Even before the tariff escalation, pet food companies faced substantial challenges getting their products into China, Tumbarello said. Peter Tabor, vice president of regulatory and international affairs for the Pet Food Institute (PFI), has echoed her comments, with both experts citing China’s “unscientific and arbitrary” restrictions related to animal diseases.
For example, China still bans any pet foods from the U.S. testing positive for ruminant tissue because of BSE concerns, even though there have been no instances of BSE in the U.S. since 2012, Tumbarello said. While pet food companies’ own ruminant test results are completely negative, the same products often turn up with positive tests in China, possibly due to differences in testing methods – but also possibly because China has set up its tests in a way to always show positive results in U.S. pet foods.
It’s not just pet food companies feeling the pain of increased tariffs by China. According to AFIA, they’re also affecting ingredient suppliers trying to establish or maintain their businesses in China. “U.S. fishmeal to China, for example, will go from 10% to 25%, putting the new effective tariff rate at a whopping 45%,” said an article posted on AFIA’s website soon after the most recent escalation in the trade war. “Animal protein meals will go from 5% to 10%, putting the new effective tariff rate at 15%.”
But wait, there’s more, with additional challenges coming back the other way. The U.S. government’s latest round of tariffs covers nearly all remaining products and goods coming from China, including the vitamins used in pet food, said AFIA. (Some of those vitamins are available only from China, in fact.)
At least a U.S. tariff on another raw material important to pet food – the steel and aluminum cans used for packaging wet pet food – has been lifted from key sources such as Canada and Mexico. While the U.S. does import steel from China, it’s not one of the top 10 sources, according to the Global Trade Atlas and International Trade Administration.
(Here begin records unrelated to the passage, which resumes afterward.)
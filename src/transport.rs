//! Transport layer
//!
//! A thin wrapper over the HTTP client. It fixes the base URL, timeout and
//! cookie handling, and forwards everything else untouched. Status codes are
//! not interpreted here; any completed exchange (2xx through 5xx) comes back
//! as a [`TransportResponse`].

use std::collections::BTreeMap;
use std::fmt;
use std::time::Duration;

use async_trait::async_trait;
use reqwest::Client;
use serde_json::Value;
use thiserror::Error;
use tracing::debug;
use url::Url;

use crate::config::ClientConfig;

#[derive(Debug, Clone, Copy, PartialEq, Eq)]
pub enum Method {
    Get,
    Post,
    Put,
    Patch,
    Delete,
}

impl Method {
    fn to_reqwest(self) -> reqwest::Method {
        match self {
            Method::Get => reqwest::Method::GET,
            Method::Post => reqwest::Method::POST,
            Method::Put => reqwest::Method::PUT,
            Method::Patch => reqwest::Method::PATCH,
            Method::Delete => reqwest::Method::DELETE,
        }
    }
}

impl fmt::Display for Method {
    fn fmt(&self, f: &mut fmt::Formatter<'_>) -> fmt::Result {
        f.write_str(self.to_reqwest().as_str())
    }
}

/// One outbound request
#[derive(Debug, Clone)]
pub struct TransportRequest {
    pub method: Method,
    /// Relative path (joined to the base URL) or absolute URL
    pub url: String,
    pub body: Option<Value>,
    pub headers: BTreeMap<String, String>,
    pub query: BTreeMap<String, String>,
    /// Overrides the transport's default timeout
    pub timeout: Option<Duration>,
}

impl TransportRequest {
    pub fn new(method: Method, url: impl Into<String>) -> Self {
        Self {
            method,
            url: url.into(),
            body: None,
            headers: BTreeMap::new(),
            query: BTreeMap::new(),
            timeout: None,
        }
    }

    pub fn post_json(url: impl Into<String>, body: Value) -> Self {
        Self::new(Method::Post, url)
            .with_body(body)
            .with_header("Content-Type", "application/json")
    }

    pub fn with_body(mut self, body: Value) -> Self {
        self.body = Some(body);
        self
    }

    pub fn with_header(mut self, name: impl Into<String>, value: impl Into<String>) -> Self {
        self.headers.insert(name.into(), value.into());
        self
    }

    pub fn with_query(mut self, name: impl Into<String>, value: impl Into<String>) -> Self {
        self.query.insert(name.into(), value.into());
        self
    }

    pub fn with_timeout(mut self, timeout: Duration) -> Self {
        self.timeout = Some(timeout);
        self
    }
}

/// Raw response envelope
#[derive(Debug, Clone, PartialEq)]
pub struct TransportResponse {
    pub status: u16,
    pub headers: BTreeMap<String, String>,
    pub body: Vec<u8>,
}

impl TransportResponse {
    pub fn new(status: u16, body: impl Into<Vec<u8>>) -> Self {
        Self {
            status,
            headers: BTreeMap::new(),
            body: body.into(),
        }
    }

    /// Response carrying `value` serialized as JSON
    pub fn json(status: u16, value: &Value) -> Self {
        let mut response = Self::new(status, value.to_string());
        response
            .headers
            .insert("content-type".into(), "application/json".into());
        response
    }

    pub fn is_success(&self) -> bool {
        (200..300).contains(&self.status)
    }
}

/// Failure to obtain any response envelope
#[derive(Error, Debug, Clone, PartialEq, Eq)]
pub enum TransportError {
    #[error("{message}")]
    Network { message: String, timed_out: bool },

    #[error("Invalid request URL '{url}': {reason}")]
    InvalidUrl { url: String, reason: String },
}

#[async_trait]
pub trait Transport: Send + Sync {
    async fn send(&self, request: TransportRequest) -> Result<TransportResponse, TransportError>;
}

/// reqwest-backed transport
#[derive(Debug, Clone)]
pub struct HttpTransport {
    client: Client,
    base_url: Url,
    timeout: Duration,
}

impl HttpTransport {
    pub fn new(config: &ClientConfig) -> Result<Self, TransportError> {
        let base_url = parse_base(&config.base_url)?;

        let client = Client::builder()
            .timeout(config.timeout())
            .cookie_store(config.with_credentials)
            .build()
            .map_err(|e| TransportError::Network {
                message: format!("Failed to create HTTP client: {}", e),
                timed_out: false,
            })?;

        Ok(Self {
            client,
            base_url,
            timeout: config.timeout(),
        })
    }

    pub fn base_url(&self) -> &Url {
        &self.base_url
    }

    /// Absolute URLs pass through; relative paths are appended to the base path.
    pub fn resolve(&self, target: &str) -> Result<Url, TransportError> {
        if let Ok(url) = Url::parse(target) {
            return Ok(url);
        }

        let raw = format!(
            "{}/{}",
            self.base_url.as_str().trim_end_matches('/'),
            target.trim_start_matches('/')
        );
        Url::parse(&raw).map_err(|e| TransportError::InvalidUrl {
            url: target.to_string(),
            reason: e.to_string(),
        })
    }
}

fn parse_base(raw: &str) -> Result<Url, TransportError> {
    Url::parse(raw).map_err(|e| TransportError::InvalidUrl {
        url: raw.to_string(),
        reason: e.to_string(),
    })
}

fn network_error(err: reqwest::Error) -> TransportError {
    let timed_out = err.is_timeout();
    let message = if timed_out {
        format!("Request timed out: {}", err)
    } else if err.is_connect() {
        format!("Could not connect to server: {}", err)
    } else {
        format!("No response received from server: {}", err)
    };
    TransportError::Network { message, timed_out }
}

#[async_trait]
impl Transport for HttpTransport {
    async fn send(&self, request: TransportRequest) -> Result<TransportResponse, TransportError> {
        let url = self.resolve(&request.url)?;
        debug!(method = %request.method, %url, "sending request");

        let mut builder = self
            .client
            .request(request.method.to_reqwest(), url)
            .timeout(request.timeout.unwrap_or(self.timeout));

        for (name, value) in &request.headers {
            builder = builder.header(name.as_str(), value.as_str());
        }
        if !request.query.is_empty() {
            builder = builder.query(&request.query);
        }
        if let Some(body) = &request.body {
            builder = builder.json(body);
        }

        let response = builder.send().await.map_err(network_error)?;

        let status = response.status().as_u16();
        let headers = response
            .headers()
            .iter()
            .filter_map(|(name, value)| {
                value
                    .to_str()
                    .ok()
                    .map(|v| (name.as_str().to_string(), v.to_string()))
            })
            .collect();

        // Losing the connection mid-body still means no usable envelope.
        let body = response.bytes().await.map_err(network_error)?.to_vec();

        debug!(status, bytes = body.len(), "response received");

        Ok(TransportResponse {
            status,
            headers,
            body,
        })
    }
}

#[cfg(test)]
mod tests {
    use super::*;

    fn transport(base: &str) -> HttpTransport {
        HttpTransport::new(&ClientConfig::new(base)).unwrap()
    }

    #[test]
    fn test_resolve_relative_keeps_base_path() {
        let t = transport("https://news.example.com/api");
        assert_eq!(
            t.resolve("/translate").unwrap().as_str(),
            "https://news.example.com/api/translate"
        );
        assert_eq!(
            t.resolve("fetch-news").unwrap().as_str(),
            "https://news.example.com/api/fetch-news"
        );
    }

    #[test]
    fn test_resolve_absolute_passes_through() {
        let t = transport("https://news.example.com/api");
        assert_eq!(
            t.resolve("http://other.example.org/x").unwrap().as_str(),
            "http://other.example.org/x"
        );
    }

    #[test]
    fn test_post_json_sets_content_type() {
        let req = TransportRequest::post_json("/summarizer", serde_json::json!({"topic": "AI"}));
        assert_eq!(req.method, Method::Post);
        assert_eq!(
            req.headers.get("Content-Type").map(String::as_str),
            Some("application/json")
        );
    }

    #[tokio::test]
    async fn test_connection_refused_is_network_error() {
        // Port 9 on loopback is reserved (discard) and not listening in test environments.
        let t = HttpTransport::new(&ClientConfig::new("http://127.0.0.1:9").with_timeout_secs(2)).unwrap();
        let err = t
            .send(TransportRequest::new(Method::Post, "/fact-check"))
            .await
            .unwrap_err();
        assert!(matches!(err, TransportError::Network { .. }));
    }
}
The near-term outlook on this situation is not pretty. “If the U.S. indeed moves forward with imposing additional tariffs on imports from China on the remaining tariff lines, the U.S. feed industry stands to be severely affected,” said AFIA, including pet food in this assessment. “Increasing the cost of inputs in a feed ration to feed America’s extremely large livestock, poultry and pet food industries means an increase in the costs of those end products (e.g., meat, milk, eggs and pet food) for consumers.”
And, on the flip side, U.S. pet food producers continue to struggle to access one of the most promising and dynamic markets of pet owners in the world. “The Chinese market has so much potential,” said Tabor of PFI. “The Chinese middle class is larger than the entire U.S. population and pet ownership is growing.”
Full disclosure: In addition to making sure we continue to follow and publish information about this issue because of its importance to the pet food industry, our company also has a stake in its outcome, due to our Petfood Forum China conference held every year in Shanghai.
During Petfood Forum China 2018 on August 21, just a month after the tariff war had begun, it came up in conversation only briefly and intermittently. This year it will likely be part of the conference program and a key discussion item.